Dr. Melinda Rathkopf, board certified in allergy/immunology and specialized in pediatrics, treats patients at the allergy clinic and also teaches with WWAMI at UAA. She said the current goal is to continue the twice-a-week pollen counts. "We're just getting our feet wet this year," she acknowledged.

But over time, she and the others are ambitious to expand the value of the count, including outdoor mold monitoring as well as the frequency of the count.

"Over the long term, we'd like to have counts three times a week and be officially certified," Rathkopf said. No one in the state is certified, which means Alaska pollen counts do not appear on the National Allergy Bureau's website. Getting certified can be tough, Rathkopf noted, because testing covers pollens across the United States, not just what is found in Alaska. "We might never see ragweed here," she said, "but you'd have to be able to identify it."

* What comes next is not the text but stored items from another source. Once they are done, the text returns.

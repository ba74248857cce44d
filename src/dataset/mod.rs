//! Particle data consumed by the marcher.
//!
//! The marcher only talks to the `ParticleDataset` trait: positions per frame,
//! two radius-limited neighbor queries and a density-grid lookup. Any simulation
//! or file loader can sit behind it. `ParticleSnapshots` is the in-memory
//! implementation used by the CLI and the tests.

mod grid;
pub mod scene;
mod snapshots;

pub use grid::{DensityGrid, NeighborGrid};
pub use snapshots::ParticleSnapshots;

use crate::core::Aabb;
use nalgebra::Vector3;

/// One cell of the density acceleration grid.
#[derive(Clone, Copy, Debug, PartialEq)]
pub struct DensityNode {
    pub bounds: Aabb,

    /// False means no particle can contribute density anywhere in `bounds`.
    pub may_contain_surface: bool,
}

/// Read-only particle source for a marching pass.
///
/// Implementations are shared across all workers, so every query must be safe to
/// call concurrently and must not allocate per call on the hot path.
pub trait ParticleDataset: Send + Sync {
    /// Tight kernel support radius h.
    fn particle_radius(&self) -> f32;

    /// Extended support radius used for the anisotropy estimate.
    fn particle_radius_ext(&self) -> f32;

    fn particle_radius_inv(&self) -> f32 {
        1.0 / self.particle_radius()
    }

    fn frame_count(&self) -> usize;

    /// Positions of every particle in `frame`.
    fn positions(&self, frame: usize) -> &[Vector3<f32>];

    /// Visit the index of every particle within `particle_radius` of `position`.
    fn for_each_neighbor(&self, position: &Vector3<f32>, frame: usize, visit: &mut dyn FnMut(usize));

    /// Visit the index of every particle within `particle_radius_ext` of `position`.
    fn for_each_neighbor_ext(&self, position: &Vector3<f32>, frame: usize, visit: &mut dyn FnMut(usize));

    /// Density-grid cell containing `position`, or None outside the grid.
    fn density_node(&self, position: &Vector3<f32>, frame: usize) -> Option<DensityNode>;
}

Once certified, Alaska's counts would be more readily available to the public, including on smartphone apps, a boon to summer visitors and residents alike.

Blame it on the book club

Rathkopf smiled when she remembered where the clinic and UAA collaboration got started. It was at her book club. One member, a UAA professor who suffers from allergies, proposed the idea that UAA students might help keep the pollen count going if it was in danger of stopping.

While that turned out not to be feasible this year, the idea lead to other conversations that made it possible for UAA to house the monitoring equipment and assume the sampling responsibilities.

The monitoring equipment, a Burkard Volumetric Spore Trap, came from the municipality. A vacuum pump draws in a constant supply of air through a small opening oriented by a wind vane. Pollen, fungus, minerals and other airborne material adhere to an adhesive film place on a microscope slide.

Schlapia donated her time to train Hodges Snyder on the sampling protocol. For her, seeing the count continue is a source of satisfaction.

"We get lots of calls and interest," Schlapia said. The municipal website now  directs the pollen-curious to the allergy clinic's site for the current counts. The joint effort drew media attention during last week's high pollen counts.